Race has also played a role in [Justin] Timberlake’s rise. It’s fair to attribute some of his success to the same dynamic that propelled Elvis Presley to the top of the pop charts: white boy plays black music, makes it “safe” for mainstream America, and outsells the originators in the process. But Timberlake’s relationship to race reflects our world more than Presley’s. Elvis was a rebellious figure: a white Southerner tapping into black culture at a time when black culture was taboo. For that reason, among others, he’ll always be a much more revolutionary artist than Timberlake. (So will [Michael] Jackson, who melded black and white music and united two previously segregated audiences.) But in 2013, African-American culture is no longer forbidden.
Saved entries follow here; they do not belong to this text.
use serde::{Deserialize, Serialize};
use std::collections::{BTreeMap, BTreeSet};
use std::fmt;

pub const DEFAULT: &str = "Default";
pub const ANY: &str = "Any";
pub const NAMED: &str = "Named";

#[derive(Debug, Clone, PartialEq, Eq, Hash, PartialOrd, Ord, Serialize, Deserialize)]
#[serde(untagged)]
pub enum MemberValue {
    Bool(bool),
    Int(i64),
    Str(String),
    List(Vec<MemberValue>),
}

impl From<&str> for MemberValue {
    fn from(value: &str) -> Self {
        MemberValue::Str(value.to_string())
    }
}

impl From<String> for MemberValue {
    fn from(value: String) -> Self {
        MemberValue::Str(value)
    }
}

impl From<i64> for MemberValue {
    fn from(value: i64) -> Self {
        MemberValue::Int(value)
    }
}

impl From<bool> for MemberValue {
    fn from(value: bool) -> Self {
        MemberValue::Bool(value)
    }
}

impl fmt::Display for MemberValue {
    fn fmt(&self, f: &mut fmt::Formatter<'_>) -> fmt::Result {
        match self {
            MemberValue::Bool(b) => write!(f, "{}", b),
            MemberValue::Int(i) => write!(f, "{}", i),
            MemberValue::Str(s) => write!(f, "\"{}\"", s),
            MemberValue::List(items) => {
                write!(f, "{{")?;
                for (i, item) in items.iter().enumerate() {
                    if i > 0 {
                        write!(f, ", ")?;
                    }
                    write!(f, "{}", item)?;
                }
                write!(f, "}}")
            }
        }
    }
}

fn binding_default() -> bool {
    true
}

#[derive(Debug, Clone, PartialEq, Eq, Hash, PartialOrd, Ord, Serialize, Deserialize)]
pub struct QualifierMember {
    pub value: MemberValue,
    #[serde(default = "binding_default")]
    pub binding: bool,
}

/// **QUALIFIER**
///
/// **PURPOSE**: Typed discriminator attached to beans and requests.
/// **GUARANTEE**: Matching compares the kind and the binding members only;
/// members flagged non-binding never affect resolution.
#[derive(Debug, Clone, PartialEq, Eq, Hash, PartialOrd, Ord, Serialize, Deserialize)]
pub struct Qualifier {
    pub kind: String,
    #[serde(default)]
    pub members: BTreeMap<String, QualifierMember>,
}

impl Qualifier {
    pub fn new(kind: impl Into<String>) -> Self {
        Self {
            kind: kind.into(),
            members: BTreeMap::new(),
        }
    }

    pub fn default_qualifier() -> Self {
        Self::new(DEFAULT)
    }

    pub fn any() -> Self {
        Self::new(ANY)
    }

    pub fn named(name: impl Into<String>) -> Self {
        Self::new(NAMED).member("value", name.into())
    }

    /// Adds a binding member.
    pub fn member(mut self, name: impl Into<String>, value: impl Into<MemberValue>) -> Self {
        self.members.insert(
            name.into(),
            QualifierMember {
                value: value.into(),
                binding: true,
            },
        );
        self
    }

    /// Adds a member ignored during matching.
    pub fn non_binding(mut self, name: impl Into<String>, value: impl Into<MemberValue>) -> Self {
        self.members.insert(
            name.into(),
            QualifierMember {
                value: value.into(),
                binding: false,
            },
        );
        self
    }

    pub fn is_any(&self) -> bool {
        self.kind == ANY
    }

    pub fn is_default(&self) -> bool {
        self.kind == DEFAULT
    }

    pub fn is_named(&self) -> bool {
        self.kind == NAMED
    }

    /// `value` member of a `Named` qualifier.
    pub fn name_value(&self) -> Option<&str> {
        if !self.is_named() {
            return None;
        }
        match self.members.get("value").map(|m| &m.value) {
            Some(MemberValue::Str(name)) => Some(name),
            _ => None,
        }
    }

    /// Same kind and equal values for every member flagged binding on either side.
    pub fn binding_eq(&self, other: &Qualifier) -> bool {
        if self.kind != other.kind {
            return false;
        }
        let binding_names: BTreeSet<&String> = self
            .members
            .iter()
            .chain(other.members.iter())
            .filter(|(_, member)| member.binding)
            .map(|(name, _)| name)
            .collect();

        binding_names.into_iter().all(|name| {
            match (self.members.get(name), other.members.get(name)) {
                (Some(a), Some(b)) => a.value == b.value,
                _ => false,
            }
        })
    }

    /// Copy without non-binding members; the form used in resolution keys.
    pub fn binding_view(&self) -> Qualifier {
        Qualifier {
            kind: self.kind.clone(),
            members: self
                .members
                .iter()
                .filter(|(_, member)| member.binding)
                .map(|(name, member)| (name.clone(), member.clone()))
                .collect(),
        }
    }
}

impl fmt::Display for Qualifier {
    fn fmt(&self, f: &mut fmt::Formatter<'_>) -> fmt::Result {
        write!(f, "@{}", self.kind)?;
        if self.members.is_empty() {
            return Ok(());
        }
        write!(f, "(")?;
        for (i, (name, member)) in self.members.iter().enumerate() {
            if i > 0 {
                write!(f, ", ")?;
            }
            write!(f, "{}={}", name, member.value)?;
        }
        write!(f, ")")
    }
}

#[derive(Debug, Clone, Default, PartialEq, Eq, Hash, PartialOrd, Ord, Serialize, Deserialize)]
#[serde(transparent)]
pub struct QualifierSet(BTreeSet<Qualifier>);

impl QualifierSet {
    pub fn new() -> Self {
        Self::default()
    }

    pub fn of(qualifiers: impl IntoIterator<Item = Qualifier>) -> Self {
        Self(qualifiers.into_iter().collect())
    }

    pub fn with(mut self, qualifier: Qualifier) -> Self {
        self.0.insert(qualifier);
        self
    }

    pub fn insert(&mut self, qualifier: Qualifier) -> bool {
        self.0.insert(qualifier)
    }

    pub fn iter(&self) -> impl Iterator<Item = &Qualifier> {
        self.0.iter()
    }

    pub fn len(&self) -> usize {
        self.0.len()
    }

    pub fn is_empty(&self) -> bool {
        self.0.is_empty()
    }

    pub fn contains_kind(&self, kind: &str) -> bool {
        self.0.iter().any(|q| q.kind == kind)
    }

    /// Bean name carried by a `Named` qualifier, if any.
    pub fn name(&self) -> Option<&str> {
        self.0.iter().find_map(Qualifier::name_value)
    }

    /// **BEAN QUALIFIER NORMALIZATION**
    ///
    /// Beans declaring nothing beyond `Named`/`Any` carry `Default`; every bean carries `Any`.
    pub fn normalized_for_bean(&self) -> QualifierSet {
        let mut normalized = self.clone();
        if self.0.iter().all(|q| q.is_named() || q.is_any()) {
            normalized.insert(Qualifier::default_qualifier());
        }
        normalized.insert(Qualifier::any());
        normalized
    }

    /// Copy with non-binding members stripped from every qualifier.
    pub fn binding_view(&self) -> QualifierSet {
        QualifierSet(self.0.iter().map(Qualifier::binding_view).collect())
    }

    /// Every qualifier of `other` has a binding-equal counterpart here.
    pub fn covers(&self, other: &QualifierSet) -> bool {
        other
            .iter()
            .all(|wanted| self.0.iter().any(|q| q.binding_eq(wanted)))
    }
}

impl FromIterator<Qualifier> for QualifierSet {
    fn from_iter<I: IntoIterator<Item = Qualifier>>(iter: I) -> Self {
        Self::of(iter)
    }
}

impl fmt::Display for QualifierSet {
    fn fmt(&self, f: &mut fmt::Formatter<'_>) -> fmt::Result {
        let rendered: Vec<String> = self.0.iter().map(ToString::to_string).collect();
        write!(f, "{}", rendered.join(" "))
    }
}

#[cfg(test)]
mod tests {
    use super::*;

    #[test]
    fn test_binding_eq_ignores_non_binding_members() {
        let a = Qualifier::new("Cached").member("region", "eu").non_binding("note", "a");
        let b = Qualifier::new("Cached").member("region", "eu").non_binding("note", "b");
        let c = Qualifier::new("Cached").member("region", "us");

        assert!(a.binding_eq(&b));
        assert!(!a.binding_eq(&c));
        assert_ne!(a, b);
        assert_eq!(a.binding_view(), b.binding_view());
    }

    #[test]
    fn test_binding_member_missing_on_one_side() {
        let with = Qualifier::new("Cached").member("region", "eu");
        let without = Qualifier::new("Cached");
        assert!(!with.binding_eq(&without));
    }

    #[test]
    fn test_bean_normalization() {
        let plain = QualifierSet::new().normalized_for_bean();
        assert!(plain.contains_kind(DEFAULT));
        assert!(plain.contains_kind(ANY));

        let named = QualifierSet::of([Qualifier::named("orders")]).normalized_for_bean();
        assert!(named.contains_kind(DEFAULT));
        assert_eq!(named.name(), Some("orders"));

        let red = QualifierSet::of([Qualifier::new("Red")]).normalized_for_bean();
        assert!(!red.contains_kind(DEFAULT));
        assert!(red.contains_kind(ANY));
    }

    #[test]
    fn test_with_chains_and_deduplicates() {
        let set = QualifierSet::new()
            .with(Qualifier::new("Red"))
            .with(Qualifier::new("Fast"))
            .with(Qualifier::new("Red"));
        assert_eq!(set.len(), 2);
        assert_eq!(set, QualifierSet::of([Qualifier::new("Fast"), Qualifier::new("Red")]));
    }

    #[test]
    fn test_display() {
        let q = Qualifier::new("Cached").member("region", "eu").member("ttl", 30i64);
        assert_eq!(q.to_string(), "@Cached(region=\"eu\", ttl=30)");
    }
}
It’s mainstream. It’s cool. Timberlake takes this for granted—he’s never known otherwise—and so do his fans. As a teenager, Timberlake wanted to be black, basically. He learned to sing from Brian McKnight, Al Green, and Donny Hathaway; early profiles describe his “homeboy delivery” and “hip-hop flavoring.” As Pharrell Williams once put it, “Justin could’ve been raised in the black church.” And so, unlike Elvis, Timberlake isn’t challenging the status quo by singing R&B. Instead, he is embodying our deeper, postracial aspiration—a desire that didn’t exist in Elvis’s day—to be at ease in black and white culture simultaneously. If he can pull it off, perhaps we can, too.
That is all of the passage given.